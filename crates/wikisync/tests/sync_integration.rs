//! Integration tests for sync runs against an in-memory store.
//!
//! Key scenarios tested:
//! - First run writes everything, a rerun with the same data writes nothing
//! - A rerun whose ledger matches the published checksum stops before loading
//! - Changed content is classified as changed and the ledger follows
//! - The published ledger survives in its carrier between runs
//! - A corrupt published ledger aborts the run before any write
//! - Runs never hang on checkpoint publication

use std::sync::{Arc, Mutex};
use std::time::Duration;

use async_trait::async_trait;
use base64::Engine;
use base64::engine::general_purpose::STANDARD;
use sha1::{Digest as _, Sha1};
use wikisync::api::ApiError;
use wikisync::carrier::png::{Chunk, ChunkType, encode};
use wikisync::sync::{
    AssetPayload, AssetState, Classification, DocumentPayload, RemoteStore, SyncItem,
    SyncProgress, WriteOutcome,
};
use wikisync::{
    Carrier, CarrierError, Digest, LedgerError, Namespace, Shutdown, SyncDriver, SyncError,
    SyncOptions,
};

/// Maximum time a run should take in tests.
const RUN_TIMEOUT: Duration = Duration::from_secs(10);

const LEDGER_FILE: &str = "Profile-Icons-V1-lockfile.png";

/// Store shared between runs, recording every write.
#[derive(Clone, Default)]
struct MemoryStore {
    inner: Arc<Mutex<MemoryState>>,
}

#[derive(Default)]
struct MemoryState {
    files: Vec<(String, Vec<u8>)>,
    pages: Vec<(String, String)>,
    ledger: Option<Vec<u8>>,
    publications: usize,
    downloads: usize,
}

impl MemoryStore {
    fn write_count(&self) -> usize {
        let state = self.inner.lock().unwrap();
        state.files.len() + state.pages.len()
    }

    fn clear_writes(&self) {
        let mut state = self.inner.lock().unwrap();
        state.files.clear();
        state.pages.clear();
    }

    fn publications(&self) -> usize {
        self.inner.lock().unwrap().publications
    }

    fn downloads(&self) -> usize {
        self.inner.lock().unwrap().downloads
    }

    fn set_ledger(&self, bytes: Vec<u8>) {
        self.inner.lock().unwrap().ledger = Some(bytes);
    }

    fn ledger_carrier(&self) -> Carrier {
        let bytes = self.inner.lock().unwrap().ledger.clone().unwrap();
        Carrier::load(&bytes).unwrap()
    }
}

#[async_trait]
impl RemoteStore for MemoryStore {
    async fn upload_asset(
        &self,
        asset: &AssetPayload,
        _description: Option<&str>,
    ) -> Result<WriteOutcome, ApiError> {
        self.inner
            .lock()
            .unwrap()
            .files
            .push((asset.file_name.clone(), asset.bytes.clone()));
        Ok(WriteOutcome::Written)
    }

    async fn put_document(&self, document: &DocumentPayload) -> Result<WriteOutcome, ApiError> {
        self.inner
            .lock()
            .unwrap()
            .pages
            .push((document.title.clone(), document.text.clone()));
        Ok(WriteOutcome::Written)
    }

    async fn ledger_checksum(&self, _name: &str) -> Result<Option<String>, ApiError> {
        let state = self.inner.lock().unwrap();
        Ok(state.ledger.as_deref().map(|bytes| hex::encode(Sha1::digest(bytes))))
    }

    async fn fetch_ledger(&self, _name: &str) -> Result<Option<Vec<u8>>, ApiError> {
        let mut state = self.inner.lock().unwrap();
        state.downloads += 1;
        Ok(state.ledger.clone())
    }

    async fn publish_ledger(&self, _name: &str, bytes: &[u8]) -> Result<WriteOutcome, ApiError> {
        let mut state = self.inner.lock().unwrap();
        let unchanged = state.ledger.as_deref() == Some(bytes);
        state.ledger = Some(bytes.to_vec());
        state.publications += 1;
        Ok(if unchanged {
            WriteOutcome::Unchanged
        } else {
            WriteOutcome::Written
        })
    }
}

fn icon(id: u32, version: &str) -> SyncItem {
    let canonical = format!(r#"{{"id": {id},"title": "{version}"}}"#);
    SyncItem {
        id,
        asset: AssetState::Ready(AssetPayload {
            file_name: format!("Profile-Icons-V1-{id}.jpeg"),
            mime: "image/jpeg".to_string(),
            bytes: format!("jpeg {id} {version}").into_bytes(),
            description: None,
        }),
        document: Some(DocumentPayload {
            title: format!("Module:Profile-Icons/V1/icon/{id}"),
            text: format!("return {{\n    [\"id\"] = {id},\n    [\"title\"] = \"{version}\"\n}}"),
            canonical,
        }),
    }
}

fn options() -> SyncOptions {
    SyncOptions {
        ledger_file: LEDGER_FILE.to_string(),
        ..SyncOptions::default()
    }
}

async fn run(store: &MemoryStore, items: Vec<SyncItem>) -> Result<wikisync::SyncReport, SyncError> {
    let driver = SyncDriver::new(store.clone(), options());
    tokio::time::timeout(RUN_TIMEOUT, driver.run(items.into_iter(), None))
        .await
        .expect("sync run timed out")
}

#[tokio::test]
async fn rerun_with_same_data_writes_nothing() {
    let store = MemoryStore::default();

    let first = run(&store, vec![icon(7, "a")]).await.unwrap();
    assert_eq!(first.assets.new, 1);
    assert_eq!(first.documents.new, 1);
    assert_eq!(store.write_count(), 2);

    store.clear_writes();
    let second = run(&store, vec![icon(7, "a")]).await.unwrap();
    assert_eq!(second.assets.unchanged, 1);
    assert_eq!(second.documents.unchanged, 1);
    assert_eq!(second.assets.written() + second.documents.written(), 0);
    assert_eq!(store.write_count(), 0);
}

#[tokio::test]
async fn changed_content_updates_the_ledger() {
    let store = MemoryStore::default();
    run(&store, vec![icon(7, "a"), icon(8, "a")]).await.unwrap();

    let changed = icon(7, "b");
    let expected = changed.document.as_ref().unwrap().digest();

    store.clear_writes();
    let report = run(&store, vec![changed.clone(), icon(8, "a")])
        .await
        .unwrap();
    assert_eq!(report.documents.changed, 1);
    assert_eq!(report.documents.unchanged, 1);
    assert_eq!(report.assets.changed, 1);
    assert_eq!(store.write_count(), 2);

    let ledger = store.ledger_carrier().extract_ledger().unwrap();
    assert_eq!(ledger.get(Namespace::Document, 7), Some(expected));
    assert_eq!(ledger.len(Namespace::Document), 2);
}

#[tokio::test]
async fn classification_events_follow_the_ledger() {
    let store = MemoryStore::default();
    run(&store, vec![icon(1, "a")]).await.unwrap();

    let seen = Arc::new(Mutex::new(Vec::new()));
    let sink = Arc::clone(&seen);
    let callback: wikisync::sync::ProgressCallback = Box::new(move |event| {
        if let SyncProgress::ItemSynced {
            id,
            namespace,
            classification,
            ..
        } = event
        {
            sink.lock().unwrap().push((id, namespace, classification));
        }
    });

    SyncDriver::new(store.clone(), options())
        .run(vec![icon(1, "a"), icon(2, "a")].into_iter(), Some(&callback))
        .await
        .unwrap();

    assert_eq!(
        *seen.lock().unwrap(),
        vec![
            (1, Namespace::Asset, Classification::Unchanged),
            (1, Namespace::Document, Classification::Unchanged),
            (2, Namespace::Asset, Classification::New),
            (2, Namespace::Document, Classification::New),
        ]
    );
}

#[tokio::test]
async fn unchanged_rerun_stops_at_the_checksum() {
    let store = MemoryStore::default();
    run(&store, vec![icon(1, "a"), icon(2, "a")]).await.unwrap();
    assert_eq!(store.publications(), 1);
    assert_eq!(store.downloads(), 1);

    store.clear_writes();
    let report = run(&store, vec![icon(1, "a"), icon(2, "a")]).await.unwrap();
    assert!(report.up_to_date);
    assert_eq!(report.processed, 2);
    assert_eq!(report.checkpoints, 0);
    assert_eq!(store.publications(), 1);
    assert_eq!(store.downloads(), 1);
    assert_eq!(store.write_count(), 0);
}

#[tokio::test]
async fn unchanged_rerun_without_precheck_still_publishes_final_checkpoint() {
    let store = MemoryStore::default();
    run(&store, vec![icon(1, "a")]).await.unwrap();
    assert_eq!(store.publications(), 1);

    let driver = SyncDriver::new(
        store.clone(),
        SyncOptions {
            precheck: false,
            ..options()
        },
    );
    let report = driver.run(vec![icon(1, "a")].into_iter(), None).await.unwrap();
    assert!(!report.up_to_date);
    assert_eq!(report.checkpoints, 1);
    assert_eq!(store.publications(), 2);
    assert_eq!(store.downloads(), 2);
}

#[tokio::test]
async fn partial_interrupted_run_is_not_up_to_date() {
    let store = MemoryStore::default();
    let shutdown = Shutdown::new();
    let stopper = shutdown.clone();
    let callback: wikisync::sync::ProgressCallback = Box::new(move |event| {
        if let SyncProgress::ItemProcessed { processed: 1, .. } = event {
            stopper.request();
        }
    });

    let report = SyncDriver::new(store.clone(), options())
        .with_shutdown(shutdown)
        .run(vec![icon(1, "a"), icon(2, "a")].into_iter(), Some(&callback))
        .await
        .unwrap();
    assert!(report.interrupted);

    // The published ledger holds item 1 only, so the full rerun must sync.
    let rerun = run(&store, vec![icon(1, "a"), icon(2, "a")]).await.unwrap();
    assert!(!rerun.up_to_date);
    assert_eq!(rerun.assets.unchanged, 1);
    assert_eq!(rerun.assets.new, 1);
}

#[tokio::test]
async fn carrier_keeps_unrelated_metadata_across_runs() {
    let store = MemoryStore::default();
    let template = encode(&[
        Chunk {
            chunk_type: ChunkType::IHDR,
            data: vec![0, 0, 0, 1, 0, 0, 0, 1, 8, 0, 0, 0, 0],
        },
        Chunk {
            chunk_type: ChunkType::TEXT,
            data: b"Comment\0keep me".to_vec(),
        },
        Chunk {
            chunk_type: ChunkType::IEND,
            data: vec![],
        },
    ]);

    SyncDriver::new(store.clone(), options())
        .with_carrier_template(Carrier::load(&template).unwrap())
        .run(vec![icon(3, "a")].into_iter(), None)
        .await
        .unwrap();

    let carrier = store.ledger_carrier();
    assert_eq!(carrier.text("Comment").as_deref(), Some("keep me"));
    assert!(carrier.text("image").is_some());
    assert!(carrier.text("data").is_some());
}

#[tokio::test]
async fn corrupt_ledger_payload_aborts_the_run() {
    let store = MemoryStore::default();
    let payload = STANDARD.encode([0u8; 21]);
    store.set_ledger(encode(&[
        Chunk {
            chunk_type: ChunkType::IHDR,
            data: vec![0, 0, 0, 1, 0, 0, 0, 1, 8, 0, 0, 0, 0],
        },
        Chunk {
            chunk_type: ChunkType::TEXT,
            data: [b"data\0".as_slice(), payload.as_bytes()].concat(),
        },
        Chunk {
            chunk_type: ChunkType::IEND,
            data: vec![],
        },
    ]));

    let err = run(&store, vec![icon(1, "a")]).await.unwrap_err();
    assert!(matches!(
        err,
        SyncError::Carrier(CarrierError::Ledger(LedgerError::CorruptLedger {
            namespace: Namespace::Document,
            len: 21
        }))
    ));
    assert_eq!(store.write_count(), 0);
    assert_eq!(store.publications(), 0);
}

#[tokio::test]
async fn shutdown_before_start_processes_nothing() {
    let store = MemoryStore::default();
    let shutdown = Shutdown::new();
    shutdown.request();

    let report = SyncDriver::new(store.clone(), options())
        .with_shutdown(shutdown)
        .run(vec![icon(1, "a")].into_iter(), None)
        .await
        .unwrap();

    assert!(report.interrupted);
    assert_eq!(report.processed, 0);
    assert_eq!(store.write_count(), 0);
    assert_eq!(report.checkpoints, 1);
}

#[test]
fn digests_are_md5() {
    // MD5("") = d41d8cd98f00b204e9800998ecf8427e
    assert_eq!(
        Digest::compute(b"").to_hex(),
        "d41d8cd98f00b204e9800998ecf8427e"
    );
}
::::::::::
## TASK BRIEF
Where a line in the entries holds "template", copy that line.

## ANSWER
    let template = encode(&[
        .with_carrier_template(Carrier::load(&template).unwrap())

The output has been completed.